[Saved data entries]
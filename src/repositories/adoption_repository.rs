// src/repositories/adoption_repository.rs
//
// Adoption request persistence
//
// Every request write is paired with a write of the animal's status inside
// one transaction. The status written is derived from the animal's requests
// as they stand after the request write, so both documents always agree.

use std::sync::Arc;

use chrono::Utc;
use rusqlite::{params, Row, Transaction};
use uuid::Uuid;

use super::mapping::{label_column, timestamp_column, uuid_column};
use crate::db::ConnectionPool;
use crate::domain::adoption::{derive_animal_status, AdoptionRequest, RequestStatus};
use crate::domain::animal::AnimalStatus;
use crate::error::{AppError, AppResult};

/// A removed request and the status its animal was left in
///
/// `animal_status` is `None` when the animal no longer exists.
#[derive(Debug, Clone, PartialEq)]
pub struct WithdrawnRequest {
    pub request: AdoptionRequest,
    pub animal_status: Option<AnimalStatus>,
}

/// Result of persisting a decision
#[derive(Debug, Clone, Copy, PartialEq)]
pub enum DecisionOutcome {
    /// The decision landed; carries the animal's new status, `None` if the
    /// animal no longer exists
    Applied(Option<AnimalStatus>),
    /// The request was already decided or removed; nothing was written
    Stale,
}

#[cfg_attr(test, mockall::automock)]
pub trait AdoptionRequestRepository: Send + Sync {
    fn get_by_id(&self, id: Uuid) -> AppResult<Option<AdoptionRequest>>;

    fn list_all(&self) -> AppResult<Vec<AdoptionRequest>>;

    fn list_by_requester(&self, requester_id: Uuid) -> AppResult<Vec<AdoptionRequest>>;

    fn list_by_animal(&self, animal_id: Uuid) -> AppResult<Vec<AdoptionRequest>>;

    /// Store a new request and move its animal to the derived status.
    /// Fails with NotFound if the animal is gone.
    fn insert_and_sync(&self, request: &AdoptionRequest) -> AppResult<AnimalStatus>;

    /// Persist a decision on a request that is still Pending
    fn decide_and_sync(&self, request: &AdoptionRequest) -> AppResult<DecisionOutcome>;

    /// Remove a request and re-derive its animal's status.
    /// Returns `None` without writing anything if the request does not exist.
    fn delete_and_sync(&self, id: Uuid) -> AppResult<Option<WithdrawnRequest>>;
}

pub struct SqliteAdoptionRequestRepository {
    pool: Arc<ConnectionPool>,
}

const REQUEST_COLUMNS: &str =
    "id, animal_id, requester_id, requester, status, created_at, updated_at";

impl SqliteAdoptionRequestRepository {
    pub fn new(pool: Arc<ConnectionPool>) -> Self {
        Self { pool }
    }

    fn row_to_request(row: &Row) -> Result<AdoptionRequest, rusqlite::Error> {
        Ok(AdoptionRequest {
            id: uuid_column(row, "id")?,
            animal_id: uuid_column(row, "animal_id")?,
            requester_id: uuid_column(row, "requester_id")?,
            requester: row.get("requester")?,
            status: label_column(row, "status", RequestStatus::parse)?,
            created_at: timestamp_column(row, "created_at")?,
            updated_at: timestamp_column(row, "updated_at")?,
        })
    }

    fn query_requests(
        &self,
        filter: &str,
        param: Option<String>,
    ) -> AppResult<Vec<AdoptionRequest>> {
        let conn = self.pool.get()?;

        let mut stmt = conn.prepare(&format!(
            "SELECT {} FROM adoption_requests {} ORDER BY created_at DESC",
            REQUEST_COLUMNS, filter
        ))?;

        let requests = match param {
            Some(value) => stmt
                .query_map(params![value], Self::row_to_request)?
                .collect::<Result<Vec<_>, _>>()?,
            None => stmt
                .query_map([], Self::row_to_request)?
                .collect::<Result<Vec<_>, _>>()?,
        };

        Ok(requests)
    }

    /// Rewrite the animal's status from its current requests.
    /// `None` if the animal row does not exist.
    fn sync_animal_status(
        tx: &Transaction,
        animal_id: Uuid,
    ) -> Result<Option<AnimalStatus>, rusqlite::Error> {
        let mut stmt = tx.prepare("SELECT status FROM adoption_requests WHERE animal_id = ?1")?;
        let statuses = stmt
            .query_map(params![animal_id.to_string()], |row| {
                label_column(row, "status", RequestStatus::parse)
            })?
            .collect::<Result<Vec<_>, _>>()?;

        let status = derive_animal_status(&statuses);

        let rows_affected = tx.execute(
            "UPDATE animals SET status = ?1, updated_at = ?2 WHERE id = ?3",
            params![status.as_str(), Utc::now().to_rfc3339(), animal_id.to_string()],
        )?;

        Ok((rows_affected > 0).then_some(status))
    }
}

impl AdoptionRequestRepository for SqliteAdoptionRequestRepository {
    fn get_by_id(&self, id: Uuid) -> AppResult<Option<AdoptionRequest>> {
        let conn = self.pool.get()?;

        let mut stmt = conn.prepare(&format!(
            "SELECT {} FROM adoption_requests WHERE id = ?1",
            REQUEST_COLUMNS
        ))?;

        match stmt.query_row(params![id.to_string()], Self::row_to_request) {
            Ok(request) => Ok(Some(request)),
            Err(rusqlite::Error::QueryReturnedNoRows) => Ok(None),
            Err(e) => Err(AppError::Database(e)),
        }
    }

    fn list_all(&self) -> AppResult<Vec<AdoptionRequest>> {
        self.query_requests("", None)
    }

    fn list_by_requester(&self, requester_id: Uuid) -> AppResult<Vec<AdoptionRequest>> {
        self.query_requests("WHERE requester_id = ?1", Some(requester_id.to_string()))
    }

    fn list_by_animal(&self, animal_id: Uuid) -> AppResult<Vec<AdoptionRequest>> {
        self.query_requests("WHERE animal_id = ?1", Some(animal_id.to_string()))
    }

    fn insert_and_sync(&self, request: &AdoptionRequest) -> AppResult<AnimalStatus> {
        let mut conn = self.pool.get()?;
        let tx = conn.transaction()?;

        let animal_exists: bool = tx.query_row(
            "SELECT EXISTS(SELECT 1 FROM animals WHERE id = ?1)",
            params![request.animal_id.to_string()],
            |row| row.get(0),
        )?;
        if !animal_exists {
            return Err(AppError::NotFound);
        }

        tx.execute(
            "INSERT INTO adoption_requests (
                id, animal_id, requester_id, requester, status, created_at, updated_at
            ) VALUES (?1, ?2, ?3, ?4, ?5, ?6, ?7)",
            params![
                request.id.to_string(),
                request.animal_id.to_string(),
                request.requester_id.to_string(),
                request.requester,
                request.status.as_str(),
                request.created_at.to_rfc3339(),
                request.updated_at.to_rfc3339(),
            ],
        )?;

        let status = Self::sync_animal_status(&tx, request.animal_id)?.ok_or(AppError::NotFound)?;

        tx.commit()?;
        Ok(status)
    }

    fn decide_and_sync(&self, request: &AdoptionRequest) -> AppResult<DecisionOutcome> {
        let mut conn = self.pool.get()?;
        let tx = conn.transaction()?;

        // the Pending guard makes concurrent decisions on one request first-wins
        let rows_affected = tx.execute(
            "UPDATE adoption_requests
             SET status = ?1, updated_at = ?2
             WHERE id = ?3 AND status = 'Pending'",
            params![
                request.status.as_str(),
                request.updated_at.to_rfc3339(),
                request.id.to_string(),
            ],
        )?;

        if rows_affected == 0 {
            return Ok(DecisionOutcome::Stale);
        }

        let status = Self::sync_animal_status(&tx, request.animal_id)?;

        tx.commit()?;
        Ok(DecisionOutcome::Applied(status))
    }

    fn delete_and_sync(&self, id: Uuid) -> AppResult<Option<WithdrawnRequest>> {
        let mut conn = self.pool.get()?;
        let tx = conn.transaction()?;

        let request = {
            let mut stmt = tx.prepare(&format!(
                "SELECT {} FROM adoption_requests WHERE id = ?1",
                REQUEST_COLUMNS
            ))?;
            match stmt.query_row(params![id.to_string()], Self::row_to_request) {
                Ok(request) => request,
                Err(rusqlite::Error::QueryReturnedNoRows) => return Ok(None),
                Err(e) => return Err(AppError::Database(e)),
            }
        };

        tx.execute(
            "DELETE FROM adoption_requests WHERE id = ?1",
            params![id.to_string()],
        )?;

        let animal_status = Self::sync_animal_status(&tx, request.animal_id)?;

        tx.commit()?;
        Ok(Some(WithdrawnRequest {
            request,
            animal_status,
        }))
    }
}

Task brief
Please retype the data exactly as it stands, from its first line down to the line that contains "the animal's requests", then stop.

Task result
filename src/repositories/adoption_repository.rs
// src/repositories/adoption_repository.rs
//
// Adoption request persistence
//
// Every request write is paired with a write of the animal's status inside
// one transaction. The status written is derived from the animal's requests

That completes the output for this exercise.